In water flood secondary recovery projects, after long periods of water injection, a significant amount of oil remains in the reservoir due to the capillary pressure between water and oil. In these cases, the oil recovery can significantly be improved by gas injection in such a way that the gas/oil front moves gravity stable through the reservoir.

If the injected gas and the displaced fluids are moving in gravity stable displacement, substantial incremental oil can be produced; the factors driving the incremental oil production are, reduced interfacial tension for miscible or near miscible displacements at reservoir conditions, gravity drainage for injection of non-miscible gases and improved sweep efficiency for attic oil with stable front moving vertically through the reservoir.

Several gases can be injected in the reservoirs, for a case when methane, CO2 and N2 are available, the choice of what gas will be injected depends on the prices of the gases, costs of injection and incremental oil recovery by the respective gas.

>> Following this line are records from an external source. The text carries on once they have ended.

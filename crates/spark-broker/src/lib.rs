//! # spark-broker
//!
//! ## 定位与职责（Why）
//! - 受限应用协议代理的请求路由与资源生命周期核心：把已反序列化的 GET/POST/PUT/DELETE 请求
//!   映射到层级资源命名空间，支持保留前缀下“首次发布即建主题”，并在资源变更或删除时向观察者推送；
//! - 附带资源目录：远端终端登记自身与所提供的资源类型，客户端按资源类型或终端名查找。
//!
//! ## 架构嵌入（Where）
//! - `core` 模块负责报文模型、命名空间、观察者登记表与分发状态机；
//! - `applications` 模块承载资源目录及其存储、时钟与过期清扫；
//! - `broker` 模块按配置装配上述组件，是传输层面对的唯一对象；
//! - `config`/`telemetry`/`error` 提供配置、日志与错误类型。
//!
//! ## 边界（Trade-offs）
//! - 不负责报文编解码、重传、去重与分块传输，这些属于传输层；
//! - 出站推送只入队不等待，投递失败仅记录日志。

/// 资源目录等应用服务。
pub mod applications;

/// 代理实例装配。
pub mod broker;

/// TOML 配置与校验。
pub mod config;

/// 请求路由与资源生命周期核心。
///
/// - **契约定位 (What)**：[`crate::core::dispatcher::RequestDispatcher`] 是状态机入口，
///   其余子模块为它提供数据结构与协作者。
pub mod core;

/// 错误类型集中声明处。
pub mod error;

/// 日志订阅器安装。
pub mod telemetry;

pub use broker::Broker;
pub use config::BrokerConfig;
pub use error::{BrokerError, ConfigError, SendError};
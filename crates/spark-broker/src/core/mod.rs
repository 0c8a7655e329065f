//! # core 模块说明
//!
//! ## 设计定位（Why）
//! - 承载代理的请求路由与资源生命周期：报文模型、路径规范化、资源命名空间、观察者登记表、
//!   资源层协作者与分发状态机；
//! - 不涉及报文编解码与重传，这些由传输层在 [`message::Transaction`] 边界之外完成。
//!
//! ## 依赖方向（How）
//! - `message`/`path`/`link_format` 为叶子；`namespace` 依赖 `resource_layer` 中的处理器契约；
//! - `dispatcher` 位于最上层，组合命名空间、登记表、资源层与 [`outbound::DatagramSink`]。

pub mod dispatcher;
pub mod link_format;
pub mod message;
pub mod namespace;
pub mod observe;
pub mod outbound;
pub mod path;
pub mod resource_layer;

18.1 Outlook and growth potential

The current world energy market trend driving the transition to clean energies to replace fossil energies and reduce the CO2 emissions, implies a progressive reduction of the oil and gas production; at this point some industry observers believe the EOR methods may help offset the predicted decline in oil production over the next twenty years, and the CO2 EOR may be a substantial portion of the future EOR growth. A key factor for this growth is a sustainable economic supply of technologies and CO2 for injection where the CCS initiatives might be an important factor.

19. CO2 EOR field cases Lula Project Brazil

The Lula field is a supergiant ultra-deep water offshore field located in the Santos basin southeast of Brazil, it is the most significant CCS project in Brazil. And Latin America, it is a pre-salt carbonate reservoir in the Santos Basin located below a thick, 2000 m salt column trapping a light, 28–30° API oil with high solution gas ratio (200–300 m3/m3 and variable CO2 content between 1 to 15%, with neighboured areas with up to 80% of CO2. The Lula field was developed in phases in the prospective areas of the field defined with extended well tests, production pilots followed by large scale production developments. The pilots provided data to calibrate simulation models, select strategies to maximize recovery and profitability, for the development of other fields in the Santos basin pre-salt blocks.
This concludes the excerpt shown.